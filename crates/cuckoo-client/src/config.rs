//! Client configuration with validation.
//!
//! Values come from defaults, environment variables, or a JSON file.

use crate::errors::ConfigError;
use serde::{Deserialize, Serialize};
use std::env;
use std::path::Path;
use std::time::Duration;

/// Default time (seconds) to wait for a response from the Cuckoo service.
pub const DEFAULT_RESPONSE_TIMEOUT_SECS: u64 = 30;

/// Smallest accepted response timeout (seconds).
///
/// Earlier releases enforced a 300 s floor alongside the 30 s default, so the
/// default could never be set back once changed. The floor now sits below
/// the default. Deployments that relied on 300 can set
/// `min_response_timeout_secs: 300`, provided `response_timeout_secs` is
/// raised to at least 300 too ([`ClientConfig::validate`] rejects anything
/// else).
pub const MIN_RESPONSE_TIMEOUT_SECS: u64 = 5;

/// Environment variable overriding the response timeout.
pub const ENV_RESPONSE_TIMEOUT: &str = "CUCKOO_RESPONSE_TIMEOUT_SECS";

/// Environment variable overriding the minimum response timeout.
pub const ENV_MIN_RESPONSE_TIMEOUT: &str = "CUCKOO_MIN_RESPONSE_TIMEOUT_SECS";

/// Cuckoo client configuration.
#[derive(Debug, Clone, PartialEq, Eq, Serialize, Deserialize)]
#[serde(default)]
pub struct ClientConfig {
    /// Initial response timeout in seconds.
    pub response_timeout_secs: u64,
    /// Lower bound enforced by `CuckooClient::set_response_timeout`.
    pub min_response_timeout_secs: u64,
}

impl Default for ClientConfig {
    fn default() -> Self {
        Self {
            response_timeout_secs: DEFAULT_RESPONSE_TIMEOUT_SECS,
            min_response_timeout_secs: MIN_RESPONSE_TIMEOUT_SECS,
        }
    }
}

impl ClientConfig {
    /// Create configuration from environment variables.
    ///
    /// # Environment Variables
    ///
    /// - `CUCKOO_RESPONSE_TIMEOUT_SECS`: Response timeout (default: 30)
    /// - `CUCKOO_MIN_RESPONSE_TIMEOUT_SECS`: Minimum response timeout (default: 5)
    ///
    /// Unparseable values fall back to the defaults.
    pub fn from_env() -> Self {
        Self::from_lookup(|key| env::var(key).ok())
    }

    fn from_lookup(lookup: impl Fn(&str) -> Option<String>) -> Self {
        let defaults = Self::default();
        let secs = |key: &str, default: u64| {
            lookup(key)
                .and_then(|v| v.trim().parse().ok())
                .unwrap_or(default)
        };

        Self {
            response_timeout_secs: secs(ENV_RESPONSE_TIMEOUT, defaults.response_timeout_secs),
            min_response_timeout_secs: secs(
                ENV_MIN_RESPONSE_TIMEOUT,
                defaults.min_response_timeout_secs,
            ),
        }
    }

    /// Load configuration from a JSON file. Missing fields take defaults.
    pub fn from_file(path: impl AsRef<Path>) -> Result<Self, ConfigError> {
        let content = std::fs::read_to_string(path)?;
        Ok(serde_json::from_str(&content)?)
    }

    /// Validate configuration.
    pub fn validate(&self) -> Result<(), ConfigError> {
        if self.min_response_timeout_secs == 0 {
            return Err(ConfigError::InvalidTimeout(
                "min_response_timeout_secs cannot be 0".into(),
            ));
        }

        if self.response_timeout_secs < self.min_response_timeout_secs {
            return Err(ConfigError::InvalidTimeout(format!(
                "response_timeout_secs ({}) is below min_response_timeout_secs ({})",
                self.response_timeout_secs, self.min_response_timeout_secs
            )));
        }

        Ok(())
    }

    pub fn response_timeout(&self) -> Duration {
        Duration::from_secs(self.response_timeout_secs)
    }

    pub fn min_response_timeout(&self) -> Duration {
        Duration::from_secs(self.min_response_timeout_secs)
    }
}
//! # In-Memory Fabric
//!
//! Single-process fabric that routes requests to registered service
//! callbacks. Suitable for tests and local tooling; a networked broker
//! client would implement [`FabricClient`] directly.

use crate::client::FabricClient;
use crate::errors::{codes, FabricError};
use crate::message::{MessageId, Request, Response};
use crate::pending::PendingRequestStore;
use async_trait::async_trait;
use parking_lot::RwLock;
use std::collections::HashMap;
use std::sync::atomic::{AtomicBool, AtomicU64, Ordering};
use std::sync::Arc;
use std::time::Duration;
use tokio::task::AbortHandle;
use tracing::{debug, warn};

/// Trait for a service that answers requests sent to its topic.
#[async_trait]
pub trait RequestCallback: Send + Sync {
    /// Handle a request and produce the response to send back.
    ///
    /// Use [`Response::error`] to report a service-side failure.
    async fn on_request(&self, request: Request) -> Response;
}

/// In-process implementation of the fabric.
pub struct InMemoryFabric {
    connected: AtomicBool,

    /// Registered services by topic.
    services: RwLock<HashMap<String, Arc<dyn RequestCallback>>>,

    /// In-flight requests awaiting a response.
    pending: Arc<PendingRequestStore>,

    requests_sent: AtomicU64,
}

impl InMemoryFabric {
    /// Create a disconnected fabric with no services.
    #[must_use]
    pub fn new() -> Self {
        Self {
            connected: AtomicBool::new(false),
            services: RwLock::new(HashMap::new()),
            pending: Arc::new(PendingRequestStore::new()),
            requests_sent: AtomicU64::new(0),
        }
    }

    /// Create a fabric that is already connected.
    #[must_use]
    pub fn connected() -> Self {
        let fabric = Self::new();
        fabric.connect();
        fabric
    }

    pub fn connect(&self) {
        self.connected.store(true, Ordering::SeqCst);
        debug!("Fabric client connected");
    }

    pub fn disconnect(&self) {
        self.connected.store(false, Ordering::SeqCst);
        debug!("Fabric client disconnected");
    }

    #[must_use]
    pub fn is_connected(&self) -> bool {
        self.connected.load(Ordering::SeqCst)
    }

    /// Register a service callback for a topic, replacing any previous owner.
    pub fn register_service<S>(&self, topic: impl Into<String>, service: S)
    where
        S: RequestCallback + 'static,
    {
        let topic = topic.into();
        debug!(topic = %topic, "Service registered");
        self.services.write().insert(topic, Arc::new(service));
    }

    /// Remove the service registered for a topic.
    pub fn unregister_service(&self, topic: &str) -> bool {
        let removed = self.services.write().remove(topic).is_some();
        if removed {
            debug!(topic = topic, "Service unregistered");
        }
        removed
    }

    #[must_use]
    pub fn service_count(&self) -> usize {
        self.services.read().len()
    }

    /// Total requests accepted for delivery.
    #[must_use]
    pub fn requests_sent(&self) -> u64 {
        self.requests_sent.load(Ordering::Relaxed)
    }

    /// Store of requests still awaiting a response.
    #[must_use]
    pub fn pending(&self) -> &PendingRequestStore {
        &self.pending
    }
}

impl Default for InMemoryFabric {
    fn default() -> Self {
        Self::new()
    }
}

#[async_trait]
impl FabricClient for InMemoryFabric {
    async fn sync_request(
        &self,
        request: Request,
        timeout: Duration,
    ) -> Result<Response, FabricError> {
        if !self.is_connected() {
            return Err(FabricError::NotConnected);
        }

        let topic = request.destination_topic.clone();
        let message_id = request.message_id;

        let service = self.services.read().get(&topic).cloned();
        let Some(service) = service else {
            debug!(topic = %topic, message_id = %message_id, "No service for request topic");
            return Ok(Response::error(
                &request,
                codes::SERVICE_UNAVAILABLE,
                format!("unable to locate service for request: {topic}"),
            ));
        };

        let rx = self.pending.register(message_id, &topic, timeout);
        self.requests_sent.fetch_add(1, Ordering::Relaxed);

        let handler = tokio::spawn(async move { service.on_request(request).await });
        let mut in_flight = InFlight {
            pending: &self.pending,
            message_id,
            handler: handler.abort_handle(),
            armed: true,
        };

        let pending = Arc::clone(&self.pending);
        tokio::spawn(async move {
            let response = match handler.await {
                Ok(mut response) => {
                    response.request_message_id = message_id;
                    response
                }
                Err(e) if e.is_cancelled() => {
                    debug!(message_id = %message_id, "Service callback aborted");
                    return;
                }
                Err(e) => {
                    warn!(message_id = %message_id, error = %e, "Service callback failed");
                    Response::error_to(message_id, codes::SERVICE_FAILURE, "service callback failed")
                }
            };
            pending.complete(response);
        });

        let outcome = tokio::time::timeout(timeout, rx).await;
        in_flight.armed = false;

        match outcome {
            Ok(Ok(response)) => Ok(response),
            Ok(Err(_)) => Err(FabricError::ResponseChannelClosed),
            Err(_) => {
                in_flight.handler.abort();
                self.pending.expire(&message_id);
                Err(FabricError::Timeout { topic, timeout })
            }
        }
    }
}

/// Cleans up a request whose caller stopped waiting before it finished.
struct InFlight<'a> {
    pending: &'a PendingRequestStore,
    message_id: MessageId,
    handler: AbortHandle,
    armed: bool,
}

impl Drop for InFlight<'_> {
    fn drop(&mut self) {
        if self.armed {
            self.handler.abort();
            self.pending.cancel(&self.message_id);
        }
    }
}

____

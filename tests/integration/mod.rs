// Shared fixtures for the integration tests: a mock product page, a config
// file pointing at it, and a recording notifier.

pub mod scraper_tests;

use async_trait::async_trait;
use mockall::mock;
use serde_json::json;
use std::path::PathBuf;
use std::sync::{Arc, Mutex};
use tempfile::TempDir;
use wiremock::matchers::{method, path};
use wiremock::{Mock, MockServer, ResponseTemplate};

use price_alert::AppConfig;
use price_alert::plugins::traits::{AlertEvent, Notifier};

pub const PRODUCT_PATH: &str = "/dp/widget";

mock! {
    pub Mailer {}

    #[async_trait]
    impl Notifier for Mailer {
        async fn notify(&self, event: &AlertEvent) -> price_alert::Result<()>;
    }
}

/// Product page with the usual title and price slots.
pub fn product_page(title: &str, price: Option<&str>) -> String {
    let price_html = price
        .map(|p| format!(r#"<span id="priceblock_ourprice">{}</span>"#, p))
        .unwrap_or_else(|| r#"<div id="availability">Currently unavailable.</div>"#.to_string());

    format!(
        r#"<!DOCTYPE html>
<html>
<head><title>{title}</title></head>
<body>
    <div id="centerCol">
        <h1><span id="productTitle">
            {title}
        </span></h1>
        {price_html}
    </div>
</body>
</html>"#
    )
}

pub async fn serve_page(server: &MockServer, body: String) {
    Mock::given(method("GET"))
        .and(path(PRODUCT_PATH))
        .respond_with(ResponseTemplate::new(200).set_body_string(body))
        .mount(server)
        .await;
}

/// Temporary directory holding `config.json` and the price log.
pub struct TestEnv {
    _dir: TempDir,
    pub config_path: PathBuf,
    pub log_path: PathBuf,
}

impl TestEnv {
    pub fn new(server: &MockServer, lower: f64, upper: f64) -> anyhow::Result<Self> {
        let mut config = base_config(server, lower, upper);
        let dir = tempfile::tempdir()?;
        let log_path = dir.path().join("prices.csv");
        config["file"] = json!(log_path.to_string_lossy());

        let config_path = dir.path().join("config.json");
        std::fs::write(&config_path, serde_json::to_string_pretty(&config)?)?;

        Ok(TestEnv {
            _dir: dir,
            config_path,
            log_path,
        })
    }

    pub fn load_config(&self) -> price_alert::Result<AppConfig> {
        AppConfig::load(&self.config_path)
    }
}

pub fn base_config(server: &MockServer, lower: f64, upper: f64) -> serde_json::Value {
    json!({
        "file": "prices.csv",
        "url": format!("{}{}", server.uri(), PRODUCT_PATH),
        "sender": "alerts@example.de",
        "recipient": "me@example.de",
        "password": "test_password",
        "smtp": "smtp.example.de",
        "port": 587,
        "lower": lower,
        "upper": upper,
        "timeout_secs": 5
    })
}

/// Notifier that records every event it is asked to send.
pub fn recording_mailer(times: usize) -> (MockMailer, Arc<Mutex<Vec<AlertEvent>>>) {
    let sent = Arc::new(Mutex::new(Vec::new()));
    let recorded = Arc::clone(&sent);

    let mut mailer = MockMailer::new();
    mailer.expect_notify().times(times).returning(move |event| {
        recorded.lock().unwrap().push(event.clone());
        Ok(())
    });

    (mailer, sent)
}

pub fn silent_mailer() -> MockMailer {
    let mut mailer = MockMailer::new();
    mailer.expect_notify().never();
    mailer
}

____

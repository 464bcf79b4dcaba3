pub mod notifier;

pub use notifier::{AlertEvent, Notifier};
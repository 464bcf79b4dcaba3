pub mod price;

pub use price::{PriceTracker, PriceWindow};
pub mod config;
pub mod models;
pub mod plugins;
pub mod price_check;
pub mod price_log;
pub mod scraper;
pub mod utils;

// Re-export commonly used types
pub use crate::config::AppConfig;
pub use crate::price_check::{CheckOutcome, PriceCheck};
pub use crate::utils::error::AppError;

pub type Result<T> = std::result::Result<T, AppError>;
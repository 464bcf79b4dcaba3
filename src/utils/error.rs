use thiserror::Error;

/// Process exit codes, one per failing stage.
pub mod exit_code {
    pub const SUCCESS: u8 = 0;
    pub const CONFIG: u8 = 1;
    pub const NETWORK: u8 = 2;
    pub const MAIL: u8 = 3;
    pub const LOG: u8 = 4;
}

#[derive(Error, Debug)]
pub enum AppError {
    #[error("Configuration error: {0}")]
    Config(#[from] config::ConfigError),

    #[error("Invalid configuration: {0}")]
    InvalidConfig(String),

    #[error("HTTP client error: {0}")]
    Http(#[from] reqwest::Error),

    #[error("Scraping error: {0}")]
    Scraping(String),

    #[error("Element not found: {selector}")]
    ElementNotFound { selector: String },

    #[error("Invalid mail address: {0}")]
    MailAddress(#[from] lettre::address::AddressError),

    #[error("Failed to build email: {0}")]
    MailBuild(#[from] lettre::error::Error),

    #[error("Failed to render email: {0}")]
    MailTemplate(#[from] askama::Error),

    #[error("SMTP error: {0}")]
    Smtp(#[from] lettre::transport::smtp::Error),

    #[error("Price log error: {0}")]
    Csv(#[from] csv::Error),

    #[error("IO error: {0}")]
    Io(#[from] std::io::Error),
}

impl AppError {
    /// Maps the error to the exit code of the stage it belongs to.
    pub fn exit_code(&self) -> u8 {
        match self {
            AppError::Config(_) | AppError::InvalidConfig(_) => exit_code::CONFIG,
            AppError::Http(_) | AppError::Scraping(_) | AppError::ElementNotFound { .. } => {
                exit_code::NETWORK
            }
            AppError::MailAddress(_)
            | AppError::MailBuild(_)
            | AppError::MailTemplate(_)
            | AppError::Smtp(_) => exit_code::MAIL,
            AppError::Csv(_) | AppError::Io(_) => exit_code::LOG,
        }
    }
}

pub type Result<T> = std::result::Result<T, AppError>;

____

### What you will do
Reproduce each line of the records in which the string "prices" appears.

### Solution to the problem
        let log_path = dir.path().join("prices.csv");
        "file": "prices.csv",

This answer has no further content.